→ Exercise description
When the word "them" appears in a line of the data below, list that line.

→ Records to process
....

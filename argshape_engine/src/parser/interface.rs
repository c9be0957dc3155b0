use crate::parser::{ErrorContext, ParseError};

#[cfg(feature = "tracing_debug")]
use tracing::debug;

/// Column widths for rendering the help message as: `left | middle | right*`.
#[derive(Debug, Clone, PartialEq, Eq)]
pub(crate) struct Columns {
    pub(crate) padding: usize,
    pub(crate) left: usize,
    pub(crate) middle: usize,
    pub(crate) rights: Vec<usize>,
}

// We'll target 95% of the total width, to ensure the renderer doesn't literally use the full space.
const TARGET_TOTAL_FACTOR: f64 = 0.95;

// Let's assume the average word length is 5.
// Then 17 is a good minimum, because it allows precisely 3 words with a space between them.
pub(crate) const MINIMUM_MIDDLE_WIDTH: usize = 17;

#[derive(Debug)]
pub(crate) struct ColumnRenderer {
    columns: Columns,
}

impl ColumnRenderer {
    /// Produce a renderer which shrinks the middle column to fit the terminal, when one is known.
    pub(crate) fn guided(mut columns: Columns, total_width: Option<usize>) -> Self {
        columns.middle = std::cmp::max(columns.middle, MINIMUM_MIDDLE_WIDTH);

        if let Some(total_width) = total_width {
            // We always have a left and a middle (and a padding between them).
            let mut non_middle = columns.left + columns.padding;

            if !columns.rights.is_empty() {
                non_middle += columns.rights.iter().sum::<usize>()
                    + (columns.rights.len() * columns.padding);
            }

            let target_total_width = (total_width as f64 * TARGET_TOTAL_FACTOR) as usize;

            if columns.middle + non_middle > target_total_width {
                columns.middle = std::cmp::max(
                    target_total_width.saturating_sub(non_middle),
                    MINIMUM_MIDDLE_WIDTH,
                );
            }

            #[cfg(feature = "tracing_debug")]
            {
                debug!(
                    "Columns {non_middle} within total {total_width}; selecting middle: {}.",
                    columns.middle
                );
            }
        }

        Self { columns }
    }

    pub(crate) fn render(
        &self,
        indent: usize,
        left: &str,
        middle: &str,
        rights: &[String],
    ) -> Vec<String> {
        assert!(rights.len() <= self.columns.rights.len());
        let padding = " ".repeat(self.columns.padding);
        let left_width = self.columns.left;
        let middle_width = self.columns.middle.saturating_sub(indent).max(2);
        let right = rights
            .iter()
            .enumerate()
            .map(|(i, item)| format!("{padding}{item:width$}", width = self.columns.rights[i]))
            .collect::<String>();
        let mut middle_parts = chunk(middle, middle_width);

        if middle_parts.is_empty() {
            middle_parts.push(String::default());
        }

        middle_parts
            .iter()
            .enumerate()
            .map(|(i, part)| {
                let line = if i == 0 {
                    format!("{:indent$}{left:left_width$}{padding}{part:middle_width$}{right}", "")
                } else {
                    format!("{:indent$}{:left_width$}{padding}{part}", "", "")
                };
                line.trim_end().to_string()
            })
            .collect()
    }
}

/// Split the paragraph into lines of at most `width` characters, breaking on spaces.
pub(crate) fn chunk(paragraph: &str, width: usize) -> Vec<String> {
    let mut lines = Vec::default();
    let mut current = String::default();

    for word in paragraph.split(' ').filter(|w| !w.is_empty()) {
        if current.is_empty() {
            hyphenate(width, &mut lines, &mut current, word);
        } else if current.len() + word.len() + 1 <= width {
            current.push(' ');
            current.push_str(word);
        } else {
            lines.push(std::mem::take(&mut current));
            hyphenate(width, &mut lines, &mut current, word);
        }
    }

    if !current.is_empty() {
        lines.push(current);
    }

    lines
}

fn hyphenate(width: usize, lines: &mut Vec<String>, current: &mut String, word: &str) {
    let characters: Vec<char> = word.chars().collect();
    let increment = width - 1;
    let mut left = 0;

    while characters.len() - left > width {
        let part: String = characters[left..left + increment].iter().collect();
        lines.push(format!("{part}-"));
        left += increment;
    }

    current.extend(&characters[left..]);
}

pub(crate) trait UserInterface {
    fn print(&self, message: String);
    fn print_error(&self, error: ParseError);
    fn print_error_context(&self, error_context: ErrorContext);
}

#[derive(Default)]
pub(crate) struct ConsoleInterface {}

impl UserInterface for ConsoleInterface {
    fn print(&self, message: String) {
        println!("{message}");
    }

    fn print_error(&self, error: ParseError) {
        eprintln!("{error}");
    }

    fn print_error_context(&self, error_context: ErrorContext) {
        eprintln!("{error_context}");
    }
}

....

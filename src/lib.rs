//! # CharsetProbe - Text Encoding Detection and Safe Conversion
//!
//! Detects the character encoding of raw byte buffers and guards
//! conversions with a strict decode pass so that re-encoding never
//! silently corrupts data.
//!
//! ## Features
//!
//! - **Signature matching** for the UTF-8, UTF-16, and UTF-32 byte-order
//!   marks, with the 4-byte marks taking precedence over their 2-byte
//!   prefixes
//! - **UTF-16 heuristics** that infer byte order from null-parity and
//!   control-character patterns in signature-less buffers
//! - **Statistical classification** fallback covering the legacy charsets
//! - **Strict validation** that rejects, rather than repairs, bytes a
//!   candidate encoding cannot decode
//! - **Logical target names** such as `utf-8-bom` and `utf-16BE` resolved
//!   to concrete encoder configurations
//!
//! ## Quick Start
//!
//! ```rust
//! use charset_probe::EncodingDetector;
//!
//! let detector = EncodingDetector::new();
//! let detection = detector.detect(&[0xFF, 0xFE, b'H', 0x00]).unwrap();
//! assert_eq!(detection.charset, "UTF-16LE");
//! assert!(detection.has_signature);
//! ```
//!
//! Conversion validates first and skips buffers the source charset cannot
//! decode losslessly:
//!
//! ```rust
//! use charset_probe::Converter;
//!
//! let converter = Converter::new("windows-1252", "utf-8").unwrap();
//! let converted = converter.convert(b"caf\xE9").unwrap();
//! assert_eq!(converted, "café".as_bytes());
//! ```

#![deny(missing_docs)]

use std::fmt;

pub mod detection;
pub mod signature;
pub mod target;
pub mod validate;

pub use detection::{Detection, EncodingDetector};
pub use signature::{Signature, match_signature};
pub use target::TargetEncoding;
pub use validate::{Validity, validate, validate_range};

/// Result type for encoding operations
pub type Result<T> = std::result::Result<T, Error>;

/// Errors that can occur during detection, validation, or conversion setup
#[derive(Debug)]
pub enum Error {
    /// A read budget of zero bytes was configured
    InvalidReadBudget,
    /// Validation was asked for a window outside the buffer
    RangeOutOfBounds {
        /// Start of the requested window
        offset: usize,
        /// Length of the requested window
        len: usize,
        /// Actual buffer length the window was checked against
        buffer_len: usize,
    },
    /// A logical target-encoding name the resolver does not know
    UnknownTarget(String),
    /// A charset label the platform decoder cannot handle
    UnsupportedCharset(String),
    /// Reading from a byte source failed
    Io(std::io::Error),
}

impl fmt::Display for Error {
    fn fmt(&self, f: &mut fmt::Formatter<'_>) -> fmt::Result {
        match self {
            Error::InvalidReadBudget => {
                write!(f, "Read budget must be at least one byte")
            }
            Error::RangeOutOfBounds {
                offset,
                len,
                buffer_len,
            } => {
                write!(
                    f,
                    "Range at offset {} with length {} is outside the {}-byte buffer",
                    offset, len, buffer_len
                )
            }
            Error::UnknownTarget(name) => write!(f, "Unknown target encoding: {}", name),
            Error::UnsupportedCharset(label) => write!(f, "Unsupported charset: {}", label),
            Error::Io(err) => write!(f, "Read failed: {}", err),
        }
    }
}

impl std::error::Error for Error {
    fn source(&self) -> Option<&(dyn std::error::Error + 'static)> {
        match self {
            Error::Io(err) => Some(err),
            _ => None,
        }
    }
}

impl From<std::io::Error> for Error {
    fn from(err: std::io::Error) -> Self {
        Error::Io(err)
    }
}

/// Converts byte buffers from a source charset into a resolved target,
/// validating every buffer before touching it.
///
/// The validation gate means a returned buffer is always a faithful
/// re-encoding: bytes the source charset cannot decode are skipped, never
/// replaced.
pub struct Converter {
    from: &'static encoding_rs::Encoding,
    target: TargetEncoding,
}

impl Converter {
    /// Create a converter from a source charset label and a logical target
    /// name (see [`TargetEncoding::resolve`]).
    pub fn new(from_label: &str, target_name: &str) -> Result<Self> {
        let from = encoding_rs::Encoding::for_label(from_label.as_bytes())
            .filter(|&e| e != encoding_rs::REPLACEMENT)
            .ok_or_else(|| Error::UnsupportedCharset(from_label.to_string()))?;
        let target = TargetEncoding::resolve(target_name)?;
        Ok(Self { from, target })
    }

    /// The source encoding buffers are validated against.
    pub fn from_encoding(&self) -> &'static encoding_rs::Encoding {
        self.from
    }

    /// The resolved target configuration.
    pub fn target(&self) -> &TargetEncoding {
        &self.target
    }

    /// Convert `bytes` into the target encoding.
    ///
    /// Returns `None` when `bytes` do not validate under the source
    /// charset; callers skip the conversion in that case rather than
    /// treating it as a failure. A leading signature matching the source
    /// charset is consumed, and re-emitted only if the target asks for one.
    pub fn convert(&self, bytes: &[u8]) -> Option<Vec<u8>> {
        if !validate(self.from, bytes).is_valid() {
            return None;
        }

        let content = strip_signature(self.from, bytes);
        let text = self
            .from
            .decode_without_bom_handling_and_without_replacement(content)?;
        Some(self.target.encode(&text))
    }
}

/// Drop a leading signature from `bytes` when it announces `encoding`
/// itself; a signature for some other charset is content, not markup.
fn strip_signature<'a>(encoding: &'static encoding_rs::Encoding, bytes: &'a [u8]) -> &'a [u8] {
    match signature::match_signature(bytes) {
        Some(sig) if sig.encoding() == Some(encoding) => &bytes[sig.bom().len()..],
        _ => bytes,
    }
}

....

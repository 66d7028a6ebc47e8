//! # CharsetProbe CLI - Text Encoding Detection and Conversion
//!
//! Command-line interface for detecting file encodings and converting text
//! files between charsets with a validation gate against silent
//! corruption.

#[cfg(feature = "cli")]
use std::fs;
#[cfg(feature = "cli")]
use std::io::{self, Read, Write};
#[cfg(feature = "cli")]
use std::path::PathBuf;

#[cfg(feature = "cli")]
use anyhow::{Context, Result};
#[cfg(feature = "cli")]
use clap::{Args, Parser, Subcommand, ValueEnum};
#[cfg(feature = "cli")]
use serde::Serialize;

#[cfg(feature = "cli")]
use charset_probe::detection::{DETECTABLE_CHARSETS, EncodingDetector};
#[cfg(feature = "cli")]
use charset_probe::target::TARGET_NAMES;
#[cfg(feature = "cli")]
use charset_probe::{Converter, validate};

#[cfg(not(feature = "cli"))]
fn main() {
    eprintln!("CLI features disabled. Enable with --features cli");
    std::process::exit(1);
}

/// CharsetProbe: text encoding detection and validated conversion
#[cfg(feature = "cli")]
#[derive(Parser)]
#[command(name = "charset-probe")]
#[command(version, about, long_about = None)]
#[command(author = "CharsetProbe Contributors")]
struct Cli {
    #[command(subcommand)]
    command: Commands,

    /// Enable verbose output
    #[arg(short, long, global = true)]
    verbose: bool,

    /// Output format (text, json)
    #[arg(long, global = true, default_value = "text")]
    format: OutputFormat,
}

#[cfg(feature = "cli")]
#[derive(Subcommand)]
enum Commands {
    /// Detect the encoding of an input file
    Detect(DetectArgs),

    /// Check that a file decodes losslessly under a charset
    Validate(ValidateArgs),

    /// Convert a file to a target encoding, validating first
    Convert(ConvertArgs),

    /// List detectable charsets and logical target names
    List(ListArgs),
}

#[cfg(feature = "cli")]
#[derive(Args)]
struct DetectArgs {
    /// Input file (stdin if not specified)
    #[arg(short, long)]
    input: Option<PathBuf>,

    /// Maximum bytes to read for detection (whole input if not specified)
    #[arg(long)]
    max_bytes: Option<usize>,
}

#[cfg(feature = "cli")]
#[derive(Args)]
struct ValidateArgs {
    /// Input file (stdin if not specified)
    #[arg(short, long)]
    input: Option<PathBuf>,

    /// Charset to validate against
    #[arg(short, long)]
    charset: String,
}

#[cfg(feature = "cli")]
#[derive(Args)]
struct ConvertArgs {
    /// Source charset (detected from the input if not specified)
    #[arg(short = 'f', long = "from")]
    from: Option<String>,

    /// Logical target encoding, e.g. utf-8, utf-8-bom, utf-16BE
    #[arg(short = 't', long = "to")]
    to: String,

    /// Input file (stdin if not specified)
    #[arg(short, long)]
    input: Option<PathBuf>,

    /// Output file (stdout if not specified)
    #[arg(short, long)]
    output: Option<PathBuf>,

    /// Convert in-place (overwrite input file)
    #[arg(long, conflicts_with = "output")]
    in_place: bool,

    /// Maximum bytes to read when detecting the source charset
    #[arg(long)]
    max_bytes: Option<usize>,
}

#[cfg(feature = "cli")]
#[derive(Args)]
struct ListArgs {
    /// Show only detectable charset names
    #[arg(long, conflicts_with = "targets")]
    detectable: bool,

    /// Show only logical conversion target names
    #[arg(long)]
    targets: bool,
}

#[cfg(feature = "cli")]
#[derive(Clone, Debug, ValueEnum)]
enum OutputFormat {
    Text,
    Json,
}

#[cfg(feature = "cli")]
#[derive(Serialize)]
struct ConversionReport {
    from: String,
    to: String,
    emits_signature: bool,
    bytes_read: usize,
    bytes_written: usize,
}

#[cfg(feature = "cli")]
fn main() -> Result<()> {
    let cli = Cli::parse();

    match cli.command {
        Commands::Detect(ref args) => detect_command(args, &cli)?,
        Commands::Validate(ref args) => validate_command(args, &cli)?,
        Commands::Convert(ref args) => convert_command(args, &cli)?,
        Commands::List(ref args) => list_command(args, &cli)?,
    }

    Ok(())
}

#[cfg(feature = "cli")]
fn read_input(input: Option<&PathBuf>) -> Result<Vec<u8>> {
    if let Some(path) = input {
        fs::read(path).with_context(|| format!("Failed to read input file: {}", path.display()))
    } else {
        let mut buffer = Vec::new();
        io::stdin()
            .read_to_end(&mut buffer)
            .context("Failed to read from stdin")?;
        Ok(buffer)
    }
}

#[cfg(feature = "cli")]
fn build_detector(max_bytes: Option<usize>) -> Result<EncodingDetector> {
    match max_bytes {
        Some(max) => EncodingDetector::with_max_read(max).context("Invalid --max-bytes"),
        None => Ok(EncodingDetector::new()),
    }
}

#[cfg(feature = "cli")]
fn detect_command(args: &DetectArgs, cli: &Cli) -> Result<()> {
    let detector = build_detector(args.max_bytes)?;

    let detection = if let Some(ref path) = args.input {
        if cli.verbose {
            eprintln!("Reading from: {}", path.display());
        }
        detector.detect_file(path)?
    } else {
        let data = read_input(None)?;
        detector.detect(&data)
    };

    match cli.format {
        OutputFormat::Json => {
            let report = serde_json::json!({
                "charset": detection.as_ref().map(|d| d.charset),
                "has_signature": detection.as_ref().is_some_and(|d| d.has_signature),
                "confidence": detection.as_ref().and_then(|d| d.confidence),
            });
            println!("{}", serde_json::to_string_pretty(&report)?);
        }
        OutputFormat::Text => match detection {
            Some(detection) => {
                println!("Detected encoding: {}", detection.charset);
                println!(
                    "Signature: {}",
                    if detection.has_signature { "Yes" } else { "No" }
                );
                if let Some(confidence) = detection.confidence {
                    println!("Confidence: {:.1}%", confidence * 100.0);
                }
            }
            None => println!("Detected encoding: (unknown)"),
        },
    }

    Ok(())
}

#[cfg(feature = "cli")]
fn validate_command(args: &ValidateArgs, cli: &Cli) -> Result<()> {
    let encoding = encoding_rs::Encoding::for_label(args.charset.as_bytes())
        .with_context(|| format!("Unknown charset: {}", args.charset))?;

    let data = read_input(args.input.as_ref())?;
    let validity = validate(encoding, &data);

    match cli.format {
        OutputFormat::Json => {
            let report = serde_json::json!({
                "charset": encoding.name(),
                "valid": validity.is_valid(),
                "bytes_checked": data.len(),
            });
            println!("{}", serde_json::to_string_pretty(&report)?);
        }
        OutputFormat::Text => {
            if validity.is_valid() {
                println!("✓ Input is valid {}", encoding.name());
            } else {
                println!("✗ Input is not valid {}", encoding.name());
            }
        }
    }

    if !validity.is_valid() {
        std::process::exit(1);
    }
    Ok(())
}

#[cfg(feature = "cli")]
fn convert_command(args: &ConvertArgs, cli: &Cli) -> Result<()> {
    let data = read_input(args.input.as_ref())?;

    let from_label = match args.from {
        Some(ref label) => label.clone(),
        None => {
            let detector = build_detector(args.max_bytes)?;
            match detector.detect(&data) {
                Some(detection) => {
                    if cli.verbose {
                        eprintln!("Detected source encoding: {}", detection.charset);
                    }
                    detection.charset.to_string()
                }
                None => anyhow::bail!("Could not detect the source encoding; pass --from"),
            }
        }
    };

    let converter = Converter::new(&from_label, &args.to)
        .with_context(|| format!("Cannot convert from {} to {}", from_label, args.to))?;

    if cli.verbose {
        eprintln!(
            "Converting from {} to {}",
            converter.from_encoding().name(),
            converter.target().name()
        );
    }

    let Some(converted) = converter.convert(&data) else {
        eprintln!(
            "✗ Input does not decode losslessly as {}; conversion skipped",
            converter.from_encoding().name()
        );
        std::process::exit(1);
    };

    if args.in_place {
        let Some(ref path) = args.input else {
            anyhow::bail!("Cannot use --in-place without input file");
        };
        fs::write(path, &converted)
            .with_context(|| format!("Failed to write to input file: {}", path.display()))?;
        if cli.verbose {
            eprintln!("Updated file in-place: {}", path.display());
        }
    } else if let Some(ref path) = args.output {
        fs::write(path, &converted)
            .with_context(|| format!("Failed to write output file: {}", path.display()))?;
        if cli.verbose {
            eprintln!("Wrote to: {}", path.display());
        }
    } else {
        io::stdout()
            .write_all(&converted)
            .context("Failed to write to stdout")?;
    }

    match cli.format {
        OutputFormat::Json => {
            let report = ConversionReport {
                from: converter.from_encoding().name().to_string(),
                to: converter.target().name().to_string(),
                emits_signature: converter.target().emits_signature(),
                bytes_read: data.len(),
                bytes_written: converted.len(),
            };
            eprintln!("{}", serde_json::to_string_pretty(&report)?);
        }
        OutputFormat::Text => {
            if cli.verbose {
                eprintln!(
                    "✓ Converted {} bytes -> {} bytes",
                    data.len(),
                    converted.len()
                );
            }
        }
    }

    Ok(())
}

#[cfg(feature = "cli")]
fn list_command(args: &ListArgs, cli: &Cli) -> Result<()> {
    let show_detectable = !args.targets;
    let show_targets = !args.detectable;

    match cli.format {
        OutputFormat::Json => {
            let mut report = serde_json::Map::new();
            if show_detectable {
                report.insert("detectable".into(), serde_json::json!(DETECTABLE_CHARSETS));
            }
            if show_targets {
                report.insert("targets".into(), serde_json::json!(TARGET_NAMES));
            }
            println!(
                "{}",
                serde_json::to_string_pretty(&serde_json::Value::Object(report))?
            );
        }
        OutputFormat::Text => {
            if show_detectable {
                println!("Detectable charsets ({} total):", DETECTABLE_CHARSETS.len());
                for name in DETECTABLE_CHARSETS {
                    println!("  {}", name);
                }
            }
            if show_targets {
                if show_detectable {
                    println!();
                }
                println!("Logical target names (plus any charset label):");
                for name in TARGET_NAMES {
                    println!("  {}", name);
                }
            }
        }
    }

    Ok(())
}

....

→ Output for this exercise
// Then 17 is a good minimum, because it allows precisely 3 words with a space between them.
            // We always have a left and a middle (and a padding between them).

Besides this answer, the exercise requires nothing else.